Aquí vivió solo el doctor Thorne once o doce años y, luego, otros diez u once más con su sobrina, Mary Thorne. Mary tenía trece años cuando llegó para instalarse como señora de la casa o, en cierto modo, para hacer de única señora de la casa. Este suceso cambió mucho las costumbres del médico. Antes era el típico soltero: ni una sola de las habitaciones estaba amueblada de modo adecuado. Al principio empezó de modo improvisado porque no dominaba los medios para empezar de otra manera y así continuó, puesto que nunca había llegado el momento en que debiera poner en orden las cosas de la casa. No tenía hora fija para las comidas, ni lugar fijo para los libros, ni armario fijo para la ropa. Guardaba en la bodega unas cuantas botellas de vino y, de vez en cuando, invitaba a otro soltero a comer con él, pero, fuera de esto, apenas se preocupaba del mantenimiento del hogar.
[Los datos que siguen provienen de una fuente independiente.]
/// The required parameter a `ParamSet` is built around.
#[derive(Debug, Clone, Copy, PartialEq, Eq, Hash)]
pub enum RequiredParam {
    /// Free-text search (`s`).
    Search,
    /// Exact title lookup (`t`).
    Title,
    /// IMDb identifier lookup (`i`).
    ImdbId,
}

impl RequiredParam {
    /// The underlying query parameter.
    #[must_use]
    pub const fn param(self) -> Param {
        match self {
            Self::Search => Param::Search,
            Self::Title => Param::Title,
            Self::ImdbId => Param::ImdbId,
        }
    }
}

// --- Closed value sets ---

/// Allowed values of the `type` parameter.
#[derive(Debug, Clone, Copy, PartialEq, Eq, Hash)]
pub enum TypeValue {
    /// `movie`
    Movie,
    /// `series`
    Series,
    /// `episode`
    Episode,
}

impl TypeValue {
    /// Every allowed value.
    pub const ALL: [Self; 3] = [Self::Movie, Self::Series, Self::Episode];

    /// Value as sent upstream.
    #[must_use]
    pub const fn wire_value(self) -> &'static str {
        match self {
            Self::Movie => "movie",
            Self::Series => "series",
            Self::Episode => "episode",
        }
    }

    /// Parses an exact, case-sensitive wire value.
    #[must_use]
    pub fn from_wire(value: &str) -> Option<Self> {
        Self::ALL.into_iter().find(|v| v.wire_value() == value)
    }
}

/// Allowed values of the `plot` parameter.
#[derive(Debug, Clone, Copy, PartialEq, Eq, Hash)]
pub enum PlotValue {
    /// `short`
    Short,
    /// `full`
    Full,
}

impl PlotValue {
    /// Every allowed value.
    pub const ALL: [Self; 2] = [Self::Short, Self::Full];

    /// Value as sent upstream.
    #[must_use]
    pub const fn wire_value(self) -> &'static str {
        match self {
            Self::Short => "short",
            Self::Full => "full",
        }
    }

    /// Parses an exact, case-sensitive wire value.
    #[must_use]
    pub fn from_wire(value: &str) -> Option<Self> {
        Self::ALL.into_iter().find(|v| v.wire_value() == value)
    }
}

/// Allowed values of the `r` parameter.
#[derive(Debug, Clone, Copy, PartialEq, Eq, Hash)]
pub enum ReturnFormat {
    /// `json`
    Json,
    /// `xml`
    Xml,
}

impl ReturnFormat {
    /// Every allowed value.
    pub const ALL: [Self; 2] = [Self::Json, Self::Xml];

    /// Value as sent upstream.
    #[must_use]
    pub const fn wire_value(self) -> &'static str {
        match self {
            Self::Json => "json",
            Self::Xml => "xml",
        }
    }

    /// Parses an exact, case-sensitive wire value.
    #[must_use]
    pub fn from_wire(value: &str) -> Option<Self> {
        Self::ALL.into_iter().find(|v| v.wire_value() == value)
    }
}

// --- Validators ---

/// Value check for a parameter; receives the current year.
type Validator = fn(&str, i32) -> bool;

/// Selects the value check for `param`. `None` means any value is accepted.
const fn validator_for(param: Param) -> Option<Validator> {
    match param {
        Param::Type => Some(is_type_value),
        Param::Plot => Some(is_plot_value),
        Param::ReturnFormat => Some(is_return_format_value),
        Param::Year => Some(is_year_value),
        Param::Page => Some(is_page_value),
        Param::Search | Param::Title | Param::ImdbId | Param::Version | Param::ApiKey => None,
    }
}

fn is_type_value(value: &str, _current_year: i32) -> bool {
    TypeValue::from_wire(value).is_some()
}

fn is_plot_value(value: &str, _current_year: i32) -> bool {
    PlotValue::from_wire(value).is_some()
}

fn is_return_format_value(value: &str, _current_year: i32) -> bool {
    ReturnFormat::from_wire(value).is_some()
}

fn is_year_value(value: &str, current_year: i32) -> bool {
    value
        .parse::<i32>()
        .is_ok_and(|year| (1..=current_year).contains(&year))
}

fn is_page_value(value: &str, _current_year: i32) -> bool {
    value.parse::<i32>().is_ok_and(|page| page >= 1)
}

// --- Errors ---

/// Parameter construction and mutation failures.
#[derive(Debug, Clone, PartialEq, Eq, Error)]
#[allow(clippy::module_name_repetitions)]
pub enum ParamError {
    /// The required parameter was given an empty value.
    #[error("required param \"{0}\" must not be empty")]
    EmptyRequired(Param),
    /// The value is outside the parameter's allowed set or range.
    #[error("given param \"{param}\" value \"{value}\" is not a legal value")]
    InvalidValue {
        /// Offending parameter.
        param: Param,
        /// Rejected value.
        value: String,
    },
    /// The parameter is fixed at construction.
    #[error("param \"{0}\" is set on construction and cannot be changed")]
    Locked(Param),
}

impl ParamError {
    /// Whether this is a value validation failure (as opposed to a state violation).
    #[must_use]
    pub const fn is_validation(&self) -> bool {
        matches!(self, Self::EmptyRequired(_) | Self::InvalidValue { .. })
    }
}

// --- ParamSet ---

/// Ordered, validated OMDb query parameters.
///
/// Keys are unique and keep their first insertion position. Equality and
/// hashing follow the serialized content.
#[derive(Debug, Clone, PartialEq, Eq, Hash)]
#[allow(clippy::module_name_repetitions)]
pub struct ParamSet {
    /// Which required kind this set was built for.
    required: RequiredParam,
    /// Entries in insertion order.
    entries: Vec<(Param, String)>,
}

impl ParamSet {
    /// Seeds a set with the required parameter, `r=json`, `v=1`, and the optional key.
    fn seeded(
        required: RequiredParam,
        value: String,
        api_key: Option<&str>,
    ) -> Result<Self, ParamError> {
        if value.is_empty() {
            return Err(ParamError::EmptyRequired(required.param()));
        }

        let mut entries = vec![
            (required.param(), value),
            (
                Param::ReturnFormat,
                String::from(ReturnFormat::Json.wire_value()),
            ),
            (Param::Version, String::from(API_VERSION)),
        ];
        if let Some(key) = api_key {
            entries.push((Param::ApiKey, String::from(key)));
        }

        Ok(Self { required, entries })
    }

    /// Overwrites in place or appends.
    fn upsert(&mut self, param: Param, value: String) {
        if let Some(entry) = self.entries.iter_mut().find(|(p, _)| *p == param) {
            entry.1 = value;
        } else {
            self.entries.push((param, value));
        }
    }

    /// The required kind this set was built for.
    #[must_use]
    pub const fn required(&self) -> RequiredParam {
        self.required
    }

    /// Current value of `param`, if set.
    #[must_use]
    pub fn get(&self, param: Param) -> Option<&str> {
        self.entries
            .iter()
            .find(|(p, _)| *p == param)
            .map(|(_, v)| v.as_str())
    }

    /// Whether `param` is set.
    #[must_use]
    pub fn contains(&self, param: Param) -> bool {
        self.entries.iter().any(|(p, _)| *p == param)
    }

    /// Number of parameters set.
    #[must_use]
    pub fn len(&self) -> usize {
        self.entries.len()
    }

    /// Always `false`; a set carries at least its required parameter.
    #[must_use]
    pub fn is_empty(&self) -> bool {
        self.entries.is_empty()
    }

    /// Iterates entries in insertion order.
    pub fn iter(&self) -> impl Iterator<Item = (Param, &str)> {
        self.entries.iter().map(|(p, v)| (*p, v.as_str()))
    }

    /// `(wire name, value)` pairs in insertion order, ready for a query string.
    #[must_use]
    pub fn serialize(&self) -> Vec<(&'static str, String)> {
        self.entries
            .iter()
            .map(|(p, v)| (p.wire_name(), v.clone()))
            .collect()
    }
}

impl fmt::Display for ParamSet {
    /// Renders `k=v&k=v` with the access key masked.
    fn fmt(&self, f: &mut fmt::Formatter<'_>) -> fmt::Result {
        for (i, (param, value)) in self.entries.iter().enumerate() {
            if i > 0 {
                f.write_str("&")?;
            }
            if *param == Param::ApiKey {
                write!(f, "{param}=***")?;
            } else {
                write!(f, "{param}={value}")?;
            }
        }
        Ok(())
    }
}

// --- ParamBuilder ---

/// Constructs and mutates a `ParamSet` under the OMDb validation rules.
#[derive(Debug, Clone)]
#[allow(clippy::module_name_repetitions)]
pub struct ParamBuilder<C = SystemClock> {
    /// Parameters accumulated so far.
    params: ParamSet,
    /// Source of the current year for the `year` check.
    clock: C,
}

impl ParamBuilder {
    /// Creates a builder around `required` using the system clock.
    ///
    /// # Errors
    ///
    /// Returns `ParamError::EmptyRequired` if `value` is empty.
    pub fn new(
        required: RequiredParam,
        value: impl Into<String>,
        api_key: Option<&str>,
    ) -> Result<Self, ParamError> {
        Self::with_clock(required, value, api_key, SystemClock)
    }

    /// Creates a builder for a free-text search (`s`).
    ///
    /// # Errors
    ///
    /// Returns `ParamError::EmptyRequired` if `phrase` is empty.
    pub fn for_search(
        phrase: impl Into<String>,
        api_key: Option<&str>,
    ) -> Result<Self, ParamError> {
        Self::new(RequiredParam::Search, phrase, api_key)
    }

    /// Creates a builder for an exact title lookup (`t`).
    ///
    /// # Errors
    ///
    /// Returns `ParamError::EmptyRequired` if `title` is empty.
    pub fn for_title(title: impl Into<String>, api_key: Option<&str>) -> Result<Self, ParamError> {
        Self::new(RequiredParam::Title, title, api_key)
    }

    /// Creates a builder for an IMDb identifier lookup (`i`).
    ///
    /// # Errors
    ///
    /// Returns `ParamError::EmptyRequired` if `imdb_id` is empty.
    pub fn for_imdb_id(
        imdb_id: impl Into<String>,
        api_key: Option<&str>,
    ) -> Result<Self, ParamError> {
        Self::new(RequiredParam::ImdbId, imdb_id, api_key)
    }
}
Por las mañanas se preparaba un gran tazón de té fuerte, junto con pan, mantequilla y huevos y, sea cual fuere la hora en que llegara por la noche, esperaba que le sirvieran algún alimento con el que satisfacer las necesidades naturales. Si, además, le daban otro tazón de té al anochecer, ya tenía todo lo que deseaba, o, como mínimo, todo lo que pedía.
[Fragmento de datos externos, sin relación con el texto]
//! `AppConfig` struct and TOML read/write.

use std::path::Path;
use std::time::Duration;

use anyhow::{Context, Result};
use pmovies_api::omdb::{DEFAULT_DATA_SUB_HOST, DEFAULT_HOST, DEFAULT_TIMEOUT};
use serde::{Deserialize, Serialize};

/// Top-level application configuration.
#[derive(Debug, Serialize, Deserialize, Default, PartialEq, Eq)]
pub struct AppConfig {
    /// OMDb connection settings.
    #[serde(default)]
    pub omdb: OmdbConfig,
}

/// OMDb connection configuration.
#[derive(Debug, Serialize, Deserialize, PartialEq, Eq)]
pub struct OmdbConfig {
    /// Access key sent as `apikey`. `OMDB_API_KEY` takes precedence.
    #[serde(default, skip_serializing_if = "Option::is_none")]
    pub api_key: Option<String>,
    /// OMDb host.
    #[serde(default = "default_host")]
    pub host: String,
    /// Sub-host serving the data endpoint.
    #[serde(default = "default_data_sub_host")]
    pub data_sub_host: String,
    /// Full data endpoint URL; overrides `host` and `data_sub_host`.
    #[serde(default, skip_serializing_if = "Option::is_none")]
    pub base_url: Option<String>,
    /// Bound on a single request, in seconds.
    #[serde(default = "default_timeout_secs")]
    pub timeout_secs: u64,
}

fn default_host() -> String {
    String::from(DEFAULT_HOST)
}

fn default_data_sub_host() -> String {
    String::from(DEFAULT_DATA_SUB_HOST)
}

const fn default_timeout_secs() -> u64 {
    DEFAULT_TIMEOUT.as_secs()
}

impl Default for OmdbConfig {
    fn default() -> Self {
        Self {
            api_key: None,
            host: default_host(),
            data_sub_host: default_data_sub_host(),
            base_url: None,
            timeout_secs: default_timeout_secs(),
        }
    }
}

impl OmdbConfig {
    /// Request bound as a `Duration`.
    #[must_use]
    pub const fn timeout(&self) -> Duration {
        Duration::from_secs(self.timeout_secs)
    }
}

impl AppConfig {
    /// Loads config from a TOML file. Returns default if file does not exist.
    ///
    /// # Errors
    ///
    /// Returns an error if the file exists but cannot be read or parsed.
    pub fn load(path: &Path) -> Result<Self> {
        if !path.exists() {
            return Ok(Self::default());
        }
        let content = std::fs::read_to_string(path)
            .with_context(|| format!("failed to read {}", path.display()))?;
        toml::from_str(&content).with_context(|| format!("failed to parse {}", path.display()))
    }

    /// Saves config to a TOML file, creating parent directories if needed.
    ///
    /// # Errors
    ///
    /// Returns an error if directory creation or file write fails.
    pub fn save(&self, path: &Path) -> Result<()> {
        if let Some(parent) = path.parent() {
            std::fs::create_dir_all(parent)
                .with_context(|| format!("failed to create directory {}", parent.display()))?;
        }
        let content = toml::to_string_pretty(self).context("failed to serialize config to TOML")?;
        std::fs::write(path, content).with_context(|| format!("failed to write {}", path.display()))
    }
}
Cuando llegó Mary, o mejor, cuando estaba a punto de llegar, todo cambió en la casa del médico. Hasta entonces la gente se preguntaba, y en especial la señora Umbleby, cómo podía vivir de una manera tan dejada el doctor Thorne; y ahora la gente se preguntaba, y en especial la señora Umbleby, cómo ponía tantos muebles en la casa el médico sólo porque una muchachita de doce años fuera a vivir con él.
La señora Umbleby tenía un buen radio de acción para su observación. El médico llevó a cabo una auténtica revolución en su hogar y amuebló la casa completamente, desde el suelo hasta el techo. Pintó —por vez primera desde que estaba allí—, empapeló, alfombró, encortinó, puso espejos, ropa de casa, mantas, como si al día siguiente fuera a llegar una señora Thorne de gran fortuna. Y todo por una muchacha de doce años de edad. «¿Y cómo —preguntaba la señora Umbleby a su amiga la señorita Gushing— cómo sabe qué comprar?», como si el médico se hubiera criado como un animal salvaje, ignorante de lo que eran mesas y sillas y con menos ideas que un hipopótamo de lo que era la decoración de un salón.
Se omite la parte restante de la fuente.